## WHAT YOU ARE ASKED TO DO
Two lines in the data below mark the range: the one with "of the module." and the one with "FunctionCx::<B>::translate(bcx, self.config, code, &blocks);". Return both, along with every line between them, exactly.

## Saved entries
BEGIN
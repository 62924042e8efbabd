//! Bytecode compiler implementation.

use crate::{bytecode::build_basic_blocks, evm::Revision};
use fvmc_backend::{eyre::ensure, Backend, Linkage, Result};

mod gas;
pub use gas::{schedule, step_cost};
pub(crate) use gas::GasMeter;

mod stack;

mod translate;
use translate::FunctionCx;

/// Compile-time options.
#[derive(Clone, Copy, Debug)]
pub struct CompilerConfig {
    /// The VM specification milestone to compile for.
    pub revision: Revision,
    /// Forbid state-mutating instructions; violations compile to an
    /// out-of-gas exit.
    pub static_call: bool,
}

impl Default for CompilerConfig {
    fn default() -> Self {
        Self { revision: Revision::Aion, static_call: false }
    }
}

/// Bytecode compiler.
///
/// Translates bytecode into `execute(rt) -> i32` functions of the backend's
/// module. One instance compiles into one module; instances are independent
/// and may run in parallel on disjoint inputs.
pub struct EvmCompiler<B: Backend> {
    backend: B,
    config: CompilerConfig,
}

impl<B: Backend> EvmCompiler<B> {
    /// Creates a new instance of the compiler with the given backend.
    pub fn new(backend: B) -> Self {
        Self { backend, config: CompilerConfig::default() }
    }

    /// Sets the name of the module.
    pub fn set_module_name(&mut self, name: impl AsRef<str>) {
        self.backend.set_module_name(name.as_ref());
    }

    /// Sets the revision to compile for. Defaults to [`Revision::Aion`].
    pub fn set_revision(&mut self, revision: Revision) {
        self.config.revision = revision;
    }

    /// Compiles for a static-call context. Defaults to `false`.
    pub fn set_static_call(&mut self, yes: bool) {
        self.config.static_call = yes;
    }

    pub fn config(&self) -> CompilerConfig {
        self.config
    }

    pub fn backend(&self) -> &B {
        &self.backend
    }

    pub fn backend_mut(&mut self) -> &mut B {
        &mut self.backend
    }

    pub fn into_backend(self) -> B {
        self.backend
    }

    /// Translates `code` into a function named `name`.
    ///
    /// Malformed bytecode is not an error: unknown instructions compile to a
    /// runtime out-of-gas exit.
    #[instrument(level = "debug", skip_all, fields(name = name, len = code.len()))]
    pub fn compile(&mut self, name: &str, code: &[u8]) -> Result<B::FuncId> {
        ensure!(self.backend.function_name_is_unique(name), "function name `{name}` is not unique");

        let blocks = build_basic_blocks(code);
        let i32_type = self.backend.type_int(32);
        let ptr_type = self.backend.type_ptr();
        let (bcx, id) = self.backend.build_function(
            name,
            Some(i32_type),
            &[ptr_type],
            &["rt"],
            Linkage::Public,
        )?;
        FunctionCx::<B>::translate(bcx, self.config, code, &blocks);
        self.backend.verify_module()?;
        Ok(id)
    }
}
END
## RESPONSE BOX
    /// Sets the name of the module.
    pub fn set_module_name(&mut self, name: impl AsRef<str>) {
        self.backend.set_module_name(name.as_ref());
    }

    /// Sets the revision to compile for. Defaults to [`Revision::Aion`].
    pub fn set_revision(&mut self, revision: Revision) {
        self.config.revision = revision;
    }

    /// Compiles for a static-call context. Defaults to `false`.
    pub fn set_static_call(&mut self, yes: bool) {
        self.config.static_call = yes;
    }

    pub fn config(&self) -> CompilerConfig {
        self.config
    }

    pub fn backend(&self) -> &B {
        &self.backend
    }

    pub fn backend_mut(&mut self) -> &mut B {
        &mut self.backend
    }

    pub fn into_backend(self) -> B {
        self.backend
    }

    /// Translates `code` into a function named `name`.
    ///
    /// Malformed bytecode is not an error: unknown instructions compile to a
    /// runtime out-of-gas exit.
    #[instrument(level = "debug", skip_all, fields(name = name, len = code.len()))]
    pub fn compile(&mut self, name: &str, code: &[u8]) -> Result<B::FuncId> {
        ensure!(self.backend.function_name_is_unique(name), "function name `{name}` is not unique");

        let blocks = build_basic_blocks(code);
        let i32_type = self.backend.type_int(32);
        let ptr_type = self.backend.type_ptr();
        let (bcx, id) = self.backend.build_function(
            name,
            Some(i32_type),
            &[ptr_type],
            &["rt"],
            Linkage::Public,
        )?;
        FunctionCx::<B>::translate(bcx, self.config, code, &blocks);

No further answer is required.